Nascido no bairro do desterro, hoje Florianópolis, foi um poeta de genial sensibilidade e o precursor do simbolismo no Brasil.
Filho de escravos alforriados, recebe a educação de um senhor de engenho e já adulto trabalha na Central do Brasil.
Desde cedo convive com o preconceito, a repulsa por parte da sociedade(por ser negro) e por criar poemas até então “estranhos”, haja vista que o parnasianismo se encontrava(ainda) enraizado no Brasil.E dos parnasianos, os simbolistas receberiam a alcunha de “os novos”.
Escreveu Broquéis (1893, poesia), Faróis (1900, poesia), Últimos Sonetos (1905, poesia), Missal (1893, poema em prosa) e Evocações (1898, poemas em prosa com algumas passagens autobiográficas).

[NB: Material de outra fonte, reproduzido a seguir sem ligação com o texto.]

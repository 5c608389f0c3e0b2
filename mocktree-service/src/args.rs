//! Command line arguments and option layering

use clap::Parser;
use mocktree_core::TreeOptions;
use mocktree_http::CorsPolicy;
use std::path::PathBuf;

#[derive(Parser, Debug)]
#[command(name = "mocktree")]
#[command(about = "Mock HTTP server exposing a static JSON tree")]
pub struct Args {
    /// Options file (JSON or YAML) using the nodePath/idFieldName/... keys
    #[arg(short, long, env = "MOCKTREE_CONFIG")]
    pub config: Option<PathBuf>,

    /// JSON file holding the tree
    #[arg(short, long, env = "MOCKTREE_DATA")]
    pub data: Option<PathBuf>,

    /// Bind host
    #[arg(long, env = "MOCKTREE_HOST")]
    pub host: Option<String>,

    /// Listen port
    #[arg(short, long, env = "MOCKTREE_PORT")]
    pub port: Option<u16>,

    /// Route prefix of the element view
    #[arg(long, env = "MOCKTREE_NODE_PATH")]
    pub node_path: Option<String>,

    /// Route prefix of the collection view
    #[arg(long, env = "MOCKTREE_CHILDREN_PATH")]
    pub children_path: Option<String>,

    /// Field that addresses a node among its siblings
    #[arg(long, env = "MOCKTREE_ID_FIELD")]
    pub id_field: Option<String>,

    /// Field that holds a node's children
    #[arg(long, env = "MOCKTREE_CHILDREN_FIELD")]
    pub children_field: Option<String>,

    /// Do not attach reconstructed paths to responses
    #[arg(long, env = "MOCKTREE_NO_PATH")]
    pub no_path: bool,

    /// Acknowledge PUT requests on the element view
    #[arg(long, env = "MOCKTREE_ACCEPT_WRITES")]
    pub accept_writes: bool,

    /// Start from the /file + /folder, title/items layout
    #[arg(long, env = "MOCKTREE_LEGACY")]
    pub legacy: bool,

    /// Disable CORS
    #[arg(long, env = "MOCKTREE_NO_CORS", conflicts_with = "cors_origins")]
    pub no_cors: bool,

    /// Only send CORS headers to this origin (repeatable)
    #[arg(
        long = "cors-origin",
        env = "MOCKTREE_CORS_ORIGINS",
        value_delimiter = ','
    )]
    pub cors_origins: Vec<String>,

    /// Emit logs as JSON lines
    #[arg(long, env = "MOCKTREE_LOG_JSON")]
    pub log_json: bool,
}

impl Args {
    /// Defaults < legacy preset < options file < flags
    pub fn options(&self) -> mocktree_core::Result<TreeOptions> {
        let mut options = if self.legacy {
            TreeOptions::legacy()
        } else {
            TreeOptions::new()
        };

        if let Some(path) = &self.config {
            options = options.merge(TreeOptions::load(path)?);
        }

        Ok(options.merge(self.overrides()))
    }

    pub fn cors_policy(&self) -> mocktree_http::Result<CorsPolicy> {
        if self.no_cors {
            return Ok(CorsPolicy::Disabled);
        }
        CorsPolicy::origins(&self.cors_origins)
    }

    fn overrides(&self) -> TreeOptions {
        TreeOptions {
            data: self.data.clone(),
            node_path: self.node_path.clone(),
            children_path: self.children_path.clone(),
            id_field_name: self.id_field.clone(),
            children_field_name: self.children_field.clone(),
            include_path: self.no_path.then_some(false),
            host: self.host.clone(),
            port: self.port,
            accept_writes: self.accept_writes.then_some(true),
            ..TreeOptions::default()
        }
    }
}

#[cfg(test)]
mod tests {
    use super::*;

    fn parse(argv: &[&str]) -> Args {
        Args::try_parse_from(std::iter::once("mocktree").chain(argv.iter().copied())).unwrap()
    }

    #[test]
    fn test_no_flags_gives_defaults() {
        let config = parse(&[]).options().unwrap().resolve().unwrap();

        assert_eq!(config.node_path, "/node");
        assert_eq!(config.port, 3000);
        assert!(config.include_path);
    }

    #[test]
    fn test_flags_override() {
        let config = parse(&[
            "--port",
            "9999",
            "--id-field",
            "name",
            "--no-path",
            "--node-path",
            "/myNode",
        ])
        .options()
        .unwrap()
        .resolve()
        .unwrap();

        assert_eq!(config.port, 9999);
        assert_eq!(config.id_field, "name");
        assert_eq!(config.node_path, "/myNode");
        assert!(!config.include_path);
    }

    #[test]
    fn test_legacy_then_file_then_flags() {
        let dir = tempfile::tempdir().unwrap();
        let file = dir.path().join("options.yaml");
        std::fs::write(&file, "idFieldName: label\nport: 4000\n").unwrap();

        let config = parse(&[
            "--legacy",
            "--config",
            file.to_str().unwrap(),
            "--port",
            "5000",
        ])
        .options()
        .unwrap()
        .resolve()
        .unwrap();

        assert_eq!(config.node_path, "/file");
        assert_eq!(config.children_field, "items");
        assert_eq!(config.id_field, "label");
        assert_eq!(config.port, 5000);
        assert!(config.accept_writes);
    }

    #[test]
    fn test_cors_flags() {
        assert_eq!(parse(&[]).cors_policy().unwrap(), CorsPolicy::AnyOrigin);
        assert_eq!(
            parse(&["--no-cors"]).cors_policy().unwrap(),
            CorsPolicy::Disabled
        );

        let policy = parse(&[
            "--cors-origin",
            "http://localhost:8080",
            "--cors-origin",
            "http://app.test",
        ])
        .cors_policy()
        .unwrap();
        assert!(matches!(policy, CorsPolicy::Origins(ref origins) if origins.len() == 2));

        assert!(Args::try_parse_from(["mocktree", "--no-cors", "--cors-origin", "http://a.test"]).is_err());
    }

    #[test]
    fn test_missing_options_file_is_an_error() {
        let args = parse(&["--config", "/no/such/options.json"]);
        assert!(args.options().is_err());
    }
}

Por ter uma sensibilidade aguçada e o pleno domínio do poema foi apelidado de Dante Negro e Cisne Negro.
Viu a mulher e os quatro filhos serem ceifados pela tuberculose e veio a falecer em 1898, na mais completa miséria, tendo o seu corpo transportado em um vagão destinado a cavalos.
A vida do poeta é retratada por Raimundo Magalhães Junior em excelente biografia intitulada Poesia e Vida de Cruz e Souza.